[Dataset records]
....

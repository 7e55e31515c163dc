//! The event graph and the document it replays into (spec.md §4.4, §4.5).

use std::collections::{HashMap, HashSet};

use thiserror::Error;

use crate::event::{ApplyError, Event};
use crate::hash::Hash;
use crate::state::{Primitive, State};

/// Errors navigating or replaying an `EventGraph` (spec.md §7).
#[derive(Debug, Error, PartialEq, Eq)]
pub enum GraphError {
    #[error("event {0} is not registered")]
    NotFound(Hash),
    #[error("event {0}'s parent {1} is not registered")]
    MissingParent(Hash, Hash),
    #[error("events {0} and {1} share no common ancestor")]
    NoCommonAncestor(Hash, Hash),
    #[error("event {0} failed to apply during replay")]
    ReplayFailed(Hash),
    #[error("cycle detected in ancestor chain at event {0}")]
    Cycle(Hash),
}

/// An append-only, content-addressed graph of events.
///
/// Registration is idempotent: registering the same event (by hash) twice
/// is a no-op, not an error. The graph never removes an event once
/// registered except via explicit `unregister`.
#[derive(Clone, Debug, Default)]
pub struct EventGraph {
    by_hash: HashMap<Hash, Event>,
    by_parent: HashMap<Hash, HashSet<Hash>>,
}

impl EventGraph {
    pub fn new() -> Self {
        Self {
            by_hash: HashMap::new(),
            by_parent: HashMap::new(),
        }
    }

    /// Register `event` under `hash`. Idempotent.
    pub fn register(&mut self, hash: Hash, event: Event) {
        if self.by_hash.contains_key(&hash) {
            return;
        }
        if let Some(parent) = parent_hash(&event) {
            self.by_parent.entry(parent).or_default().insert(hash);
        }
        self.by_hash.insert(hash, event);
    }

    /// Remove `hash` from the graph, if present. Idempotent.
    pub fn unregister(&mut self, hash: &Hash) {
        if let Some(event) = self.by_hash.remove(hash) {
            if let Some(parent) = parent_hash(&event) {
                if let Some(children) = self.by_parent.get_mut(&parent) {
                    children.remove(hash);
                    if children.is_empty() {
                        self.by_parent.remove(&parent);
                    }
                }
            }
        }
    }

    pub fn contains(&self, hash: &Hash) -> bool {
        self.by_hash.contains_key(hash)
    }

    pub fn get(&self, hash: &Hash) -> Option<&Event> {
        self.by_hash.get(hash)
    }

    pub fn len(&self) -> usize {
        self.by_hash.len()
    }

    pub fn is_empty(&self) -> bool {
        self.by_hash.is_empty()
    }

    /// Hashes of every event directly registered with `hash` as its parent.
    pub fn get_children(&self, hash: &Hash) -> Vec<Hash> {
        self.by_parent
            .get(hash)
            .map(|set| set.iter().copied().collect())
            .unwrap_or_default()
    }

    /// Walk from `hash` up to its chain root.
    ///
    /// Guards against a parent cycle with a visited set: a cycle is
    /// unreachable under normal operation (hashes are content-addressed,
    /// so an event cannot be its own ancestor), but a malicious or
    /// corrupt peer could still register one.
    pub fn get_root(&self, hash: &Hash) -> Result<Hash, GraphError> {
        let mut current = *hash;
        let mut visited = HashSet::new();
        loop {
            if !visited.insert(current) {
                return Err(GraphError::Cycle(current));
            }
            let event = self
                .by_hash
                .get(&current)
                .ok_or(GraphError::NotFound(current))?;
            match parent_hash(event) {
                None => return Ok(current),
                Some(parent) => current = parent,
            }
        }
    }

    /// The full ancestor chain of `hash`, from `hash` itself up to (and
    /// including) its root.
    fn ancestors(&self, hash: &Hash) -> Result<Vec<Hash>, GraphError> {
        let mut chain = vec![*hash];
        let mut current = *hash;
        let mut visited = HashSet::new();
        visited.insert(current);
        loop {
            let event = self
                .by_hash
                .get(&current)
                .ok_or(GraphError::NotFound(current))?;
            match parent_hash(event) {
                None => return Ok(chain),
                Some(parent) => {
                    if !self.by_hash.contains_key(&parent) {
                        return Err(GraphError::MissingParent(current, parent));
                    }
                    if !visited.insert(parent) {
                        return Err(GraphError::Cycle(parent));
                    }
                    chain.push(parent);
                    current = parent;
                }
            }
        }
    }

    /// The most recent event that is an ancestor of (or equal to) both
    /// `a` and `b`.
    pub fn get_common_ancestor(&self, a: &Hash, b: &Hash) -> Result<Hash, GraphError> {
        if a == b {
            return Ok(*a);
        }
        let chain_a = self.ancestors(a)?;
        let chain_b: HashSet<Hash> = self.ancestors(b)?.into_iter().collect();
        chain_a
            .into_iter()
            .find(|candidate| chain_b.contains(candidate))
            .ok_or(GraphError::NoCommonAncestor(*a, *b))
    }

    /// Whether `a` and `b` share a common ancestor (including being equal,
    /// or one a direct ancestor of the other).
    pub fn compatible_with(&self, a: &Hash, b: &Hash) -> bool {
        self.get_common_ancestor(a, b).is_ok()
    }

    /// The chain from `root` down to `tip`, inclusive, in replay order.
    /// Errors exactly as `get_root`/`get_common_ancestor` do when an
    /// ancestor is missing — used directly by `publish_history`'s
    /// `root-not-found` case.
    pub fn chain_to(&self, tip: &Hash) -> Result<Vec<Hash>, GraphError> {
        let mut chain = self.ancestors(tip)?;
        chain.reverse();
        Ok(chain)
    }
}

....

The records above are to be repeated exactly, in their entirety.

repository 7e55e31515c163dc
//! The event graph and the document it replays into (spec.md §4.4, §4.5).

use std::collections::{HashMap, HashSet};

use thiserror::Error;

use crate::event::{ApplyError, Event};
use crate::hash::Hash;
use crate::state::{Primitive, State};

/// Errors navigating or replaying an `EventGraph` (spec.md §7).
#[derive(Debug, Error, PartialEq, Eq)]
pub enum GraphError {
    #[error("event {0} is not registered")]
    NotFound(Hash),
    #[error("event {0}'s parent {1} is not registered")]
    MissingParent(Hash, Hash),
    #[error("events {0} and {1} share no common ancestor")]
    NoCommonAncestor(Hash, Hash),
    #[error("event {0} failed to apply during replay")]
    ReplayFailed(Hash),
    #[error("cycle detected in ancestor chain at event {0}")]
    Cycle(Hash),
}

/// An append-only, content-addressed graph of events.
///
/// Registration is idempotent: registering the same event (by hash) twice
/// is a no-op, not an error. The graph never removes an event once
/// registered except via explicit `unregister`.
#[derive(Clone, Debug, Default)]
pub struct EventGraph {
    by_hash: HashMap<Hash, Event>,
    by_parent: HashMap<Hash, HashSet<Hash>>,
}

impl EventGraph {
    pub fn new() -> Self {
        Self {
            by_hash: HashMap::new(),
            by_parent: HashMap::new(),
        }
    }

    /// Register `event` under `hash`. Idempotent.
    pub fn register(&mut self, hash: Hash, event: Event) {
        if self.by_hash.contains_key(&hash) {
            return;
        }
        if let Some(parent) = parent_hash(&event) {
            self.by_parent.entry(parent).or_default().insert(hash);
        }
        self.by_hash.insert(hash, event);
    }

    /// Remove `hash` from the graph, if present. Idempotent.
    pub fn unregister(&mut self, hash: &Hash) {
        if let Some(event) = self.by_hash.remove(hash) {
            if let Some(parent) = parent_hash(&event) {
                if let Some(children) = self.by_parent.get_mut(&parent) {
                    children.remove(hash);
                    if children.is_empty() {
                        self.by_parent.remove(&parent);
                    }
                }
            }
        }
    }

    pub fn contains(&self, hash: &Hash) -> bool {
        self.by_hash.contains_key(hash)
    }

    pub fn get(&self, hash: &Hash) -> Option<&Event> {
        self.by_hash.get(hash)
    }

    pub fn len(&self) -> usize {
        self.by_hash.len()
    }

    pub fn is_empty(&self) -> bool {
        self.by_hash.is_empty()
    }

    /// Hashes of every event directly registered with `hash` as its parent.
    pub fn get_children(&self, hash: &Hash) -> Vec<Hash> {
        self.by_parent
            .get(hash)
            .map(|set| set.iter().copied().collect())
            .unwrap_or_default()
    }

    /// Walk from `hash` up to its chain root.
    ///
    /// Guards against a parent cycle with a visited set: a cycle is
    /// unreachable under normal operation (hashes are content-addressed,
    /// so an event cannot be its own ancestor), but a malicious or
    /// corrupt peer could still register one.
    pub fn get_root(&self, hash: &Hash) -> Result<Hash, GraphError> {
        let mut current = *hash;
        let mut visited = HashSet::new();
        loop {
            if !visited.insert(current) {
                return Err(GraphError::Cycle(current));
            }
            let event = self
                .by_hash
                .get(&current)
                .ok_or(GraphError::NotFound(current))?;
            match parent_hash(event) {
                None => return Ok(current),
                Some(parent) => current = parent,
            }
        }
    }

    /// The full ancestor chain of `hash`, from `hash` itself up to (and
    /// including) its root.
    fn ancestors(&self, hash: &Hash) -> Result<Vec<Hash>, GraphError> {
        let mut chain = vec![*hash];
        let mut current = *hash;
        let mut visited = HashSet::new();
        visited.insert(current);
        loop {
            let event = self
                .by_hash
                .get(&current)
                .ok_or(GraphError::NotFound(current))?;
            match parent_hash(event) {
                None => return Ok(chain),
                Some(parent) => {
                    if !self.by_hash.contains_key(&parent) {
                        return Err(GraphError::MissingParent(current, parent));
                    }
                    if !visited.insert(parent) {
                        return Err(GraphError::Cycle(parent));
                    }
                    chain.push(parent);
                    current = parent;
                }
            }
        }
    }

    /// The most recent event that is an ancestor of (or equal to) both
    /// `a` and `b`.
    pub fn get_common_ancestor(&self, a: &Hash, b: &Hash) -> Result<Hash, GraphError> {
        if a == b {
            return Ok(*a);
        }
        let chain_a = self.ancestors(a)?;
        let chain_b: HashSet<Hash> = self.ancestors(b)?.into_iter().collect();
        chain_a
            .into_iter()
            .find(|candidate| chain_b.contains(candidate))
            .ok_or(GraphError::NoCommonAncestor(*a, *b))
    }

    /// Whether `a` and `b` share a common ancestor (including being equal,
    /// or one a direct ancestor of the other).
    pub fn compatible_with(&self, a: &Hash, b: &Hash) -> bool {
        self.get_common_ancestor(a, b).is_ok()
    }

    /// The chain from `root` down to `tip`, inclusive, in replay order.
    /// Errors exactly as `get_root`/`get_common_ancestor` do when an
    /// ancestor is missing — used directly by `publish_history`'s
    /// `root-not-found` case.
    pub fn chain_to(&self, tip: &Hash) -> Result<Vec<Hash>, GraphError> {
        let mut chain = self.ancestors(tip)?;
        chain.reverse();
        Ok(chain)
    }
}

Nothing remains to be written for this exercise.